Is the reasoning behind the method a corollary to compressed sensing?
so p0.8, wasn't 0.95 the standard for claims once?
No, because a classification accuracy is not a p-value. By construction, a random guesser would achieve 50% accuracy in guessing whether A~>B or A<~B for each pair of cause-and-effects in their dataset. So getting >50% accuracy is the goal here.
Interestingly, the authors do acknowledge on p. 46 that their sample size is too small to obtain a statistically significant result:

A rough estimate how large the CauseEffectPairs benchmark should have been in order to obtain significant results can easily be made. Using a standard (conservative) Bon- ferroni correction, taking into account that we compared 37 methods, we would need about 120 (weighted) pairs for an accuracy of 65% to be considered significant (with two-sided testing and 5% significance threshold). This is about four times as much as the current number of 37 (weighted) pairs in the CauseEffectPairs benchmark.

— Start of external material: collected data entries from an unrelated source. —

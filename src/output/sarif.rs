use serde::Serialize;

use crate::error::Result;
use crate::result::ComplianceCheck;
use crate::rules::{RuleDescriptor, Severity};

use super::{AdReport, OutputFormatter};

/// SARIF 2.1.0 output formatter for code scanning dashboards and CI tools.
///
/// Every failed check becomes a result located at the ad file. Passed checks
/// are omitted.
pub struct SarifFormatter {
    rules: Vec<RuleDescriptor>,
}

impl SarifFormatter {
    /// `rules` is the effective catalog; it becomes the driver's rule table.
    #[must_use]
    pub const fn new(rules: Vec<RuleDescriptor>) -> Self {
        Self { rules }
    }
}

const SARIF_SCHEMA: &str = "https://raw.githubusercontent.com/oasis-tcs/sarif-spec/master/Schemata/sarif-schema-2.1.0.json";
const SARIF_VERSION: &str = "2.1.0";
const TOOL_NAME: &str = "ad-compliance";
const TOOL_VERSION: &str = env!("CARGO_PKG_VERSION");

#[derive(Serialize)]
struct SarifLog<'a> {
    #[serde(rename = "$schema")]
    schema: &'static str,
    version: &'static str,
    runs: Vec<Run<'a>>,
}

#[derive(Serialize)]
struct Run<'a> {
    tool: Tool<'a>,
    results: Vec<SarifResult<'a>>,
}

#[derive(Serialize)]
struct Tool<'a> {
    driver: ToolDriver<'a>,
}

#[derive(Serialize)]
struct ToolDriver<'a> {
    name: &'static str,
    version: &'static str,
    rules: Vec<ReportingDescriptor<'a>>,
}

#[derive(Serialize)]
#[serde(rename_all = "camelCase")]
struct ReportingDescriptor<'a> {
    id: &'a str,
    name: &'a str,
    short_description: MultiformatMessageString<'a>,
    #[serde(skip_serializing_if = "Option::is_none")]
    full_description: Option<MultiformatMessageString<'a>>,
    default_configuration: ReportingConfiguration,
    properties: RuleProperties<'a>,
}

#[derive(Serialize)]
struct ReportingConfiguration {
    level: &'static str,
}

#[derive(Serialize)]
struct RuleProperties<'a> {
    category: &'a str,
}

#[derive(Serialize)]
struct MultiformatMessageString<'a> {
    text: &'a str,
}

#[derive(Serialize)]
#[serde(rename_all = "camelCase")]
struct SarifResult<'a> {
    rule_id: &'a str,
    #[serde(skip_serializing_if = "Option::is_none")]
    rule_index: Option<usize>,
    level: &'static str,
    message: Message,
    locations: Vec<Location>,
    properties: ResultProperties<'a>,
}

#[derive(Serialize)]
struct Message {
    text: String,
}

#[derive(Serialize)]
#[serde(rename_all = "camelCase")]
struct Location {
    physical_location: PhysicalLocation,
}

#[derive(Serialize)]
#[serde(rename_all = "camelCase")]
struct PhysicalLocation {
    artifact_location: ArtifactLocation,
}

#[derive(Serialize)]
#[serde(rename_all = "camelCase")]
struct ArtifactLocation {
    uri: String,
    uri_base_id: &'static str,
}

#[derive(Serialize)]
struct ResultProperties<'a> {
    score: u8,
    category: &'a str,
    #[serde(skip_serializing_if = "Option::is_none")]
    suggestion: Option<&'a str>,
}

const fn level(severity: Severity) -> &'static str {
    match severity {
        Severity::Error => "error",
        Severity::Warning => "warning",
        Severity::Info => "note",
    }
}

impl SarifFormatter {
    fn build_rules(&self) -> Vec<ReportingDescriptor<'_>> {
        self.rules
            .iter()
            .map(|rule| ReportingDescriptor {
                id: &rule.id,
                name: &rule.name,
                short_description: MultiformatMessageString { text: &rule.name },
                full_description: (!rule.description.is_empty()).then_some(
                    MultiformatMessageString {
                        text: &rule.description,
                    },
                ),
                default_configuration: ReportingConfiguration {
                    level: level(rule.severity),
                },
                properties: RuleProperties {
                    category: rule.category.as_str(),
                },
            })
            .collect()
    }

    fn convert_check<'a>(
        &self,
        report: &AdReport,
        check: &'a ComplianceCheck,
    ) -> Option<SarifResult<'a>> {
        if check.is_passed() {
            return None;
        }

        // Convert path to URI format (forward slashes)
        let uri = report.path.display().to_string().replace('\\', "/");

        Some(SarifResult {
            rule_id: &check.id,
            rule_index: self.rules.iter().position(|r| r.id == check.id),
            level: level(check.severity()),
            message: Message {
                text: check.message.clone(),
            },
            locations: vec![Location {
                physical_location: PhysicalLocation {
                    artifact_location: ArtifactLocation {
                        uri,
                        uri_base_id: "%SRCROOT%",
                    },
                },
            }],
            properties: ResultProperties {
                score: report.result.score(),
                category: check.category.as_str(),
                suggestion: check.suggestion(),
            },
        })
    }
}

impl OutputFormatter for SarifFormatter {
    fn format(&self, reports: &[AdReport]) -> Result<String> {
        let results: Vec<SarifResult<'_>> = reports
            .iter()
            .flat_map(|report| {
                report
                    .result
                    .checks()
                    .iter()
                    .filter_map(move |check| self.convert_check(report, check))
            })
            .collect();

        let log = SarifLog {
            schema: SARIF_SCHEMA,
            version: SARIF_VERSION,
            runs: vec![Run {
                tool: Tool {
                    driver: ToolDriver {
                        name: TOOL_NAME,
                        version: TOOL_VERSION,
                        rules: self.build_rules(),
                    },
                },
                results,
            }],
        };

        Ok(serde_json::to_string_pretty(&log)?)
    }
}

#[cfg(test)]
#[path = "sarif_tests.rs"]
mod tests;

Therefore, we sug- gest that at this point, the highest priority regarding future work should be to obtain more validation data, rather than developing additional methods or optimizing computation time of existing methods. We hope that our publication of the CauseEffectPairs benchmark data inspires researchers to collaborate on this important task and we invite everybody to contribute pairs to the CauseEffectPairs benchmark data.

If you want to distinguish a particular method, but you can definitely tell that overall, the methods are collectively outperforming chance and so in this dataset, it is possible to infer the direction of causation.